▼

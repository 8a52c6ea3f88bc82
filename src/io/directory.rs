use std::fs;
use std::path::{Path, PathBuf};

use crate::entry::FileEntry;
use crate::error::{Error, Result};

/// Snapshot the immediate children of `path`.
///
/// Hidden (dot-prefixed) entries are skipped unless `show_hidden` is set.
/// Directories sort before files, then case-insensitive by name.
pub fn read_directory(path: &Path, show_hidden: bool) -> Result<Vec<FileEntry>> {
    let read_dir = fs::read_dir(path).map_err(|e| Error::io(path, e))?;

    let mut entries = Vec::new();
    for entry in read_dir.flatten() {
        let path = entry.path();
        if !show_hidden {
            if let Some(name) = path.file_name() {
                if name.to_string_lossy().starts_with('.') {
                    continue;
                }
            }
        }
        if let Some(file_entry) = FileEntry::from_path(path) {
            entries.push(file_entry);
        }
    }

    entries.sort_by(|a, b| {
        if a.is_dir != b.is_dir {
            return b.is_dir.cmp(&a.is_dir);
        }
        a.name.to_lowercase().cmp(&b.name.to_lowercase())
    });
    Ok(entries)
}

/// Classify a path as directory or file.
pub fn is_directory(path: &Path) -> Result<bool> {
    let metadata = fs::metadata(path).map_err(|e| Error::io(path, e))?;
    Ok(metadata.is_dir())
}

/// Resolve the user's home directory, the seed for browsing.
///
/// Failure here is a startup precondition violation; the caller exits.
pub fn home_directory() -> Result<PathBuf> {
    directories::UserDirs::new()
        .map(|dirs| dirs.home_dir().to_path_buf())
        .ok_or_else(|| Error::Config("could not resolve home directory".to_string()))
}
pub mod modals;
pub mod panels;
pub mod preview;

▲
▼

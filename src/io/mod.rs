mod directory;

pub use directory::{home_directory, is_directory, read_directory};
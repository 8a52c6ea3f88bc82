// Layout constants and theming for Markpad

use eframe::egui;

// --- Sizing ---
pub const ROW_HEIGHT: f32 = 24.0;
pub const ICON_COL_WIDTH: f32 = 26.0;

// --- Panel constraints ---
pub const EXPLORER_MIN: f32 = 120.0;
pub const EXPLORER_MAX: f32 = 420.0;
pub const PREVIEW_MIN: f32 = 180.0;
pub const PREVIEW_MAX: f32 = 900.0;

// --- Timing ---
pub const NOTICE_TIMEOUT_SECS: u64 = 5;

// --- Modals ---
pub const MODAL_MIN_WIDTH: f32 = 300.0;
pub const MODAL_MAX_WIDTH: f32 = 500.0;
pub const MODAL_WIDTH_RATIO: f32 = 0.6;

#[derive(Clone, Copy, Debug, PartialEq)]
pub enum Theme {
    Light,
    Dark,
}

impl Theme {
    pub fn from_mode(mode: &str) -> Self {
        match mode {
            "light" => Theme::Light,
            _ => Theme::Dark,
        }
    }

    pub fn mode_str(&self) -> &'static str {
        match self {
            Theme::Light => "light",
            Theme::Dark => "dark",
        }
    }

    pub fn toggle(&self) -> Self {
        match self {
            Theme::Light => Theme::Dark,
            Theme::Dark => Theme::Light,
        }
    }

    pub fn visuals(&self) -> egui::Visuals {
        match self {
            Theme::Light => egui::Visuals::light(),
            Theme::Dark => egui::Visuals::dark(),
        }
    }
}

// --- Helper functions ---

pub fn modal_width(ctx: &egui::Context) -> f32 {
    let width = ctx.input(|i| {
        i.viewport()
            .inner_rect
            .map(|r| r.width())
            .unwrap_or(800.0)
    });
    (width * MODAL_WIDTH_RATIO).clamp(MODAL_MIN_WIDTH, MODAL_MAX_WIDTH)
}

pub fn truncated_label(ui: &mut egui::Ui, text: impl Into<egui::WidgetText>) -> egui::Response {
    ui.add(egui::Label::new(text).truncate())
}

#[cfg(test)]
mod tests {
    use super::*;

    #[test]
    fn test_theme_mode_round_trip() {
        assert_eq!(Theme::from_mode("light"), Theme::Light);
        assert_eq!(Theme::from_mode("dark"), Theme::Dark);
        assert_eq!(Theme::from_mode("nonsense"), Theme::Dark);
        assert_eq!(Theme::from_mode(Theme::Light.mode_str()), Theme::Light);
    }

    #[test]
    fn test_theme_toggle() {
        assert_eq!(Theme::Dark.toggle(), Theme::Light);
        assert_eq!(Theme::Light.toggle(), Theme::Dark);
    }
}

▲

• ACTIVITY: All lines in the preceding records that hold the word "bool" need to be copied.

• EXERCISE ANSWER:
pub fn read_directory(path: &Path, show_hidden: bool) -> Result<Vec<FileEntry>> {
pub fn is_directory(path: &Path) -> Result<bool> {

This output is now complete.